CORN:  Without followthrough, old-crop corn keeps a small pause on the table, which could set the stage for a new rally attempt. Yet, Tuesday’s bounce was “meager” and weakness overnight suggests corn is weighed down by large speculative fund longs.  

SOYBEANS:  May soybean futures are well contained inside of yesterday’s range after futures closed above their 20-day moving average for third session.  Soyoil gapped higher, touching new contract highs before paring gains and closing below the open. A close below yesterday’s gap at 56.37 to 56.45 would be negative today. May soymeal futures are trying to bounce back from the lowest level since Dec. 18. Malaysian palm oil futures reversed earlier losses and closed unchanged overnight with forecasts for palm supplies to be cut in half in Indonesia, the biggest producer. China’s Dalian most-active soyoil contract rose 0.6%, and the palm oil contract was up 0.3%.  

WHEAT: All three wheat markets are likely pausing;  with SRW and spring wheat holding above support, but HRW below a major barrier. Closing below recent lows in all may well spark renewed selling.

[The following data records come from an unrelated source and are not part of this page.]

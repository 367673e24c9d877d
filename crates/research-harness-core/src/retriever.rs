//! Chunker + retrieval index composition.
//!
//! [`Retriever::store`] runs chunk → create collection → add. A failure in
//! `add` leaves whatever was already written; there is no rollback.

use std::sync::Arc;

use anyhow::{Context, Result};
use tracing::info;

use crate::chunk::Chunker;
use crate::models::Document;
use crate::store::RetrievalIndex;

/// Default number of chunks returned by [`Retriever::retrieve`].
pub const DEFAULT_TOP_K: usize = 10;

/// Stores documents into, and retrieves chunks from, a session's collection.
#[derive(Clone)]
pub struct Retriever {
    chunker: Chunker,
    index: Arc<dyn RetrievalIndex>,
    default_top_k: usize,
}

impl Retriever {
    pub fn new(chunker: Chunker, index: Arc<dyn RetrievalIndex>, default_top_k: usize) -> Self {
        Self {
            chunker,
            index,
            default_top_k,
        }
    }

    /// Chunk `documents` and persist them under `session_id`.
    ///
    /// Returns the number of chunks written.
    pub async fn store(&self, documents: &[Document], session_id: &str) -> Result<usize> {
        let chunks = self.chunker.chunk_many(documents);
        self.index
            .create_collection(session_id)
            .await
            .with_context(|| format!("Failed to create collection for session {}", session_id))?;
        self.index
            .add(session_id, &chunks)
            .await
            .with_context(|| format!("Failed to add chunks to session {}", session_id))?;
        info!(
            session_id,
            documents = documents.len(),
            chunks = chunks.len(),
            "stored documents"
        );
        Ok(chunks.len())
    }

    /// Retrieve the chunk texts most similar to `query`, best first.
    pub async fn retrieve(
        &self,
        query: &str,
        session_id: &str,
        top_k: Option<usize>,
    ) -> Result<Vec<String>> {
        let k = top_k.unwrap_or(self.default_top_k);
        self.index.query(session_id, query, k).await
    }

    /// Release the session's collection.
    pub async fn delete(&self, session_id: &str) -> Result<()> {
        self.index.delete_collection(session_id).await
    }
}
//! Process logging setup.

use tracing_subscriber::EnvFilter;

use crate::config::LoggingConfig;

/// Install the global `tracing` subscriber on stderr.
///
/// `RUST_LOG` wins when set; otherwise `[logging].level` is used. Safe to
/// call more than once: later calls are ignored.
pub fn init(config: &LoggingConfig) {
    let filter = EnvFilter::try_from_default_env()
        .or_else(|_| EnvFilter::try_new(&config.level))
        .unwrap_or_else(|_| EnvFilter::new("warn"));

    let _ = tracing_subscriber::fmt()
        .with_env_filter(filter)
        .with_writer(std::io::stderr)
        .try_init();
}
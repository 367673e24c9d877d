//! Web search and page-fetch collaborators used by the collect stage.

use anyhow::Result;
use async_trait::async_trait;

use crate::models::SearchHit;

/// Web search backend.
///
/// "No results" is an empty vector, never an error. Transport failures are
/// errors and are recovered per query by the caller.
#[async_trait]
pub trait SearchProvider: Send + Sync {
    async fn search(&self, query: &str, max_results: usize) -> Result<Vec<SearchHit>>;
}

/// Page fetcher and body-text extractor.
///
/// Returns `None` when the page cannot be fetched or yields no text;
/// ordinary HTTP failures must not surface as errors.
#[async_trait]
pub trait PageFetcher: Send + Sync {
    async fn fetch(&self, url: &str) -> Option<String>;
}
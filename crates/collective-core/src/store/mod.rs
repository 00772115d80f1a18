//! Persona and room stores.
//!
//! Both are plain values owned by the application and passed by reference;
//! the orchestrator only ever sees cloned snapshots of them.

pub mod defaults;
pub mod persona;
pub mod room;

Traders are focused on shrinking weather concerns.   

CATTLE: Steady-firm
HOGS: Steady-firm

Cattle: Resilience in the cattle complex is legitimately encouraging, but strength must produce more than pauses to further validate optimism.  Bulls have the edge to start trade today. After Choice and Select boxed beef values shot $3.04 and $2.18 higher, respectively, on Tuesday. Movement also picking up to 143 loads. Traders are increasingly confident the product market has put in a seasonal low with summer grilling season and fresh stimulus checks likely to bolster the product market going forward. All is quiet on the cash market front. Packers were bidding fully steady Tuesday and today’s cash trade will set the tone to close this week. Slaughter so far this week is down 9,000 head from a year ago, but a large Nebraska plant is coming back online today.

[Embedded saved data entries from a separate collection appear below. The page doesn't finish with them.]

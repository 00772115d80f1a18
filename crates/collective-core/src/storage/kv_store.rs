//! Key-value store trait.
//!
//! Stores arbitrary JSON values under fixed string keys.

use serde::Serialize;
use serde::de::DeserializeOwned;

use collective_types::error::RepositoryError;

/// Trait for persistent key-value storage of JSON values.
///
/// Uses RPITIT (native async fn in traits, Rust 2024 edition).
pub trait KvStore: Send + Sync {
    /// Get a value by key. Returns None if the key does not exist.
    fn get(
        &self,
        key: &str,
    ) -> impl std::future::Future<Output = Result<Option<serde_json::Value>, RepositoryError>> + Send;

    /// Set a value for a key (upsert).
    fn set(
        &self,
        key: &str,
        value: &serde_json::Value,
    ) -> impl std::future::Future<Output = Result<(), RepositoryError>> + Send;

    /// Delete a key. No-op if key does not exist.
    fn delete(&self, key: &str)
    -> impl std::future::Future<Output = Result<(), RepositoryError>> + Send;
}

/// Read and decode a typed value. `Ok(None)` when the key is absent.
pub async fn load_json<T, S>(store: &S, key: &str) -> Result<Option<T>, RepositoryError>
where
    T: DeserializeOwned,
    S: KvStore + ?Sized,
{
    match store.get(key).await? {
        Some(value) => serde_json::from_value(value)
            .map(Some)
            .map_err(|e| RepositoryError::Serialization(format!("{key}: {e}"))),
        None => Ok(None),
    }
}

/// Encode and write a typed value.
pub async fn save_json<T, S>(store: &S, key: &str, value: &T) -> Result<(), RepositoryError>
where
    T: Serialize + ?Sized,
    S: KvStore + ?Sized,
{
    let value = serde_json::to_value(value)
        .map_err(|e| RepositoryError::Serialization(format!("{key}: {e}")))?;
    store.set(key, &value).await
}
//! Application state wiring the stores, config and completion client.
//!
//! `AppState` pins the generic core types to the concrete infra
//! implementations: a JSON-file `KvStore` under the data directory and the
//! Bedrock provider behind the shared `CompletionClient`.

use std::path::PathBuf;

use anyhow::Context;
use tracing::{info, warn};

use collective_core::chat::session::ChatSession;
use collective_core::completion::CompletionClient;
use collective_core::orchestrator::ResponseOrchestrator;
use collective_core::store::persona::PersonaStore;
use collective_core::store::room::RoomStore;
use collective_infra::config::load_config;
use collective_infra::llm::create_provider;
use collective_infra::secret::env::EnvCredentialSource;
use collective_infra::storage::json_file::JsonFileKvStore;
use collective_types::config::{AppConfig, BedrockCredentials};

/// Concrete session type used by the terminal.
pub type RoomSession = ChatSession<ResponseOrchestrator>;

/// Everything the chat loop reads and mutates.
pub struct AppState {
    pub data_dir: PathBuf,
    pub config: AppConfig,
    pub kv: JsonFileKvStore,
    pub personas: PersonaStore,
    pub room: RoomStore,
    pub session: RoomSession,
    /// How the provider authenticates, or `None` while disconnected.
    pub auth_label: Option<&'static str>,
}

impl AppState {
    /// Load config and credentials from `data_dir` and the environment, then
    /// wire the application.
    pub async fn init(data_dir: PathBuf, human_name: Option<String>) -> anyhow::Result<Self> {
        tokio::fs::create_dir_all(&data_dir)
            .await
            .with_context(|| format!("failed to create data directory {}", data_dir.display()))?;

        let mut config = load_config(&data_dir).await;
        if let Some(name) = human_name {
            config.human_name = name;
        }

        let credentials = match EnvCredentialSource::new().resolve(&config.bedrock) {
            Ok(credentials) => credentials,
            Err(e) => {
                warn!(error = %e, "ignoring incomplete Bedrock credentials");
                None
            }
        };

        Self::open(data_dir, config, credentials).await
    }

    /// Wire the application from already-resolved config and credentials.
    ///
    /// Without credentials the completion client stays uninitialized and every
    /// persona reports an error until `/connect` installs a provider.
    pub async fn open(
        data_dir: PathBuf,
        config: AppConfig,
        credentials: Option<BedrockCredentials>,
    ) -> anyhow::Result<Self> {
        let kv = JsonFileKvStore::new(data_dir.join("state"));
        let personas = PersonaStore::load(&kv).await;
        let room = RoomStore::load(&kv).await;

        let session = ChatSession::new(ResponseOrchestrator::new(CompletionClient::new()))
            .with_human_name(config.human_name.clone());

        let mut state = Self {
            data_dir,
            config,
            kv,
            personas,
            room,
            session,
            auth_label: None,
        };

        match credentials {
            Some(credentials) => state.connect(credentials).await?,
            None => warn!("no Bedrock credentials found; personas will report errors"),
        }
        Ok(state)
    }

    /// Install (or replace) the Bedrock provider behind the session.
    ///
    /// On failure the previous provider, if any, stays in place.
    pub async fn connect(&mut self, credentials: BedrockCredentials) -> anyhow::Result<()> {
        let label = credentials.auth_label();
        let model_id = credentials.model_id.clone();
        let region = credentials.region.clone();
        let provider = create_provider(credentials, &self.config.bedrock)
            .context("failed to create Bedrock provider")?;
        self.client()
            .initialize(provider, model_id, self.config.bedrock.max_tokens)
            .await;
        info!(auth = label, region = %region, "Bedrock provider ready");
        self.auth_label = Some(label);
        Ok(())
    }

    /// Remove the provider. Personas report errors until the next `connect`.
    pub async fn disconnect(&mut self) {
        self.client().reset().await;
        self.auth_label = None;
        info!("Bedrock provider disconnected");
    }

    /// Completion client shared with the orchestrator.
    pub fn client(&self) -> &CompletionClient {
        self.session.dispatcher().client()
    }

    /// Persist the persona roster.
    pub async fn save_personas(&self) -> anyhow::Result<()> {
        self.personas
            .persist(&self.kv)
            .await
            .context("failed to save personas")
    }

    /// Persist the room settings.
    pub async fn save_room(&self) -> anyhow::Result<()> {
        self.room
            .persist(&self.kv)
            .await
            .context("failed to save room settings")
    }
}

#[cfg(test)]
mod tests {
    use super::*;
    use tempfile::TempDir;

    use collective_types::config::{DEFAULT_MODEL_ID, DEFAULT_REGION};

    #[tokio::test]
    async fn test_open_without_credentials_leaves_client_uninitialized() {
        let tmp = TempDir::new().unwrap();
        let state = AppState::open(tmp.path().to_path_buf(), AppConfig::default(), None)
            .await
            .unwrap();

        assert!(state.auth_label.is_none());
        assert!(!state.session.dispatcher().client().is_initialized().await);
        assert!(!state.personas.is_empty());
        assert_eq!(state.session.human_name(), "Human");
    }

    #[tokio::test]
    async fn test_open_with_credentials_initializes_client() {
        let tmp = TempDir::new().unwrap();
        let credentials =
            BedrockCredentials::bearer_token(DEFAULT_REGION, DEFAULT_MODEL_ID, "token").unwrap();
        let state = AppState::open(tmp.path().to_path_buf(), AppConfig::default(), Some(credentials))
            .await
            .unwrap();

        assert_eq!(state.auth_label, Some("bearer token"));
        let (provider, model) = state.session.dispatcher().client().describe().await.unwrap();
        assert_eq!(provider, "bedrock");
        assert_eq!(model, DEFAULT_MODEL_ID);
    }

    #[tokio::test]
    async fn test_connect_replaces_and_disconnect_resets() {
        let tmp = TempDir::new().unwrap();
        let mut state = AppState::open(tmp.path().to_path_buf(), AppConfig::default(), None)
            .await
            .unwrap();

        let credentials =
            BedrockCredentials::access_key("eu-west-1", "other-model", "AKID", "secret", None)
                .unwrap();
        state.connect(credentials).await.unwrap();
        assert_eq!(state.auth_label, Some("access key (SigV4)"));
        let (_, model) = state.client().describe().await.unwrap();
        assert_eq!(model, "other-model");

        state.disconnect().await;
        assert!(state.auth_label.is_none());
        assert!(!state.client().is_initialized().await);
    }

    #[tokio::test]
    async fn test_saved_state_is_reloaded() {
        let tmp = TempDir::new().unwrap();
        {
            let mut state = AppState::open(tmp.path().to_path_buf(), AppConfig::default(), None)
                .await
                .unwrap();
            state.personas.reset_to_defaults();
            state
                .personas
                .add(collective_types::persona::NewPersona::named("Zed"));
            state.room.apply_preset("sci-fi");
            state.save_personas().await.unwrap();
            state.save_room().await.unwrap();
        }

        let state = AppState::open(tmp.path().to_path_buf(), AppConfig::default(), None)
            .await
            .unwrap();
        assert!(state.personas.list().iter().any(|p| p.name == "Zed"));
        assert_ne!(state.room.current().name, "The Collective");
    }
}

Hogs:  Hogs affirmed setbacks Monday were corrective with April rising to a new contract high. Rallies may well last into mid- to late May, but resistance isn’t far away with a USDA set to update the herd size on Thursday. On Tuesday, the pork cutout value jumped $2.52, with bellies leading the charge with a $14.63 price surge. Movement also picked up to a moderate 362.32 loads in the face of rising prices. Meanwhile, cash hog bids climbed another $1.20 yesterday. There was a notable drop in hog slaughter Tuesday, with processing sliding 23,000 head from year-ago to 476,000 head. This week’s kill is now lagging year-ago by 4.1%.  China reported a new case of African swine fever that involved had 466 pigs, 280 which had died due to the virus. The remainder will be culled. After a multi-month hiatus, China has reported a handful of new ASF cases this year. Industry reports signal new strains of the virus are causing more trouble for China’s herd rebuilding efforts than the country has let on.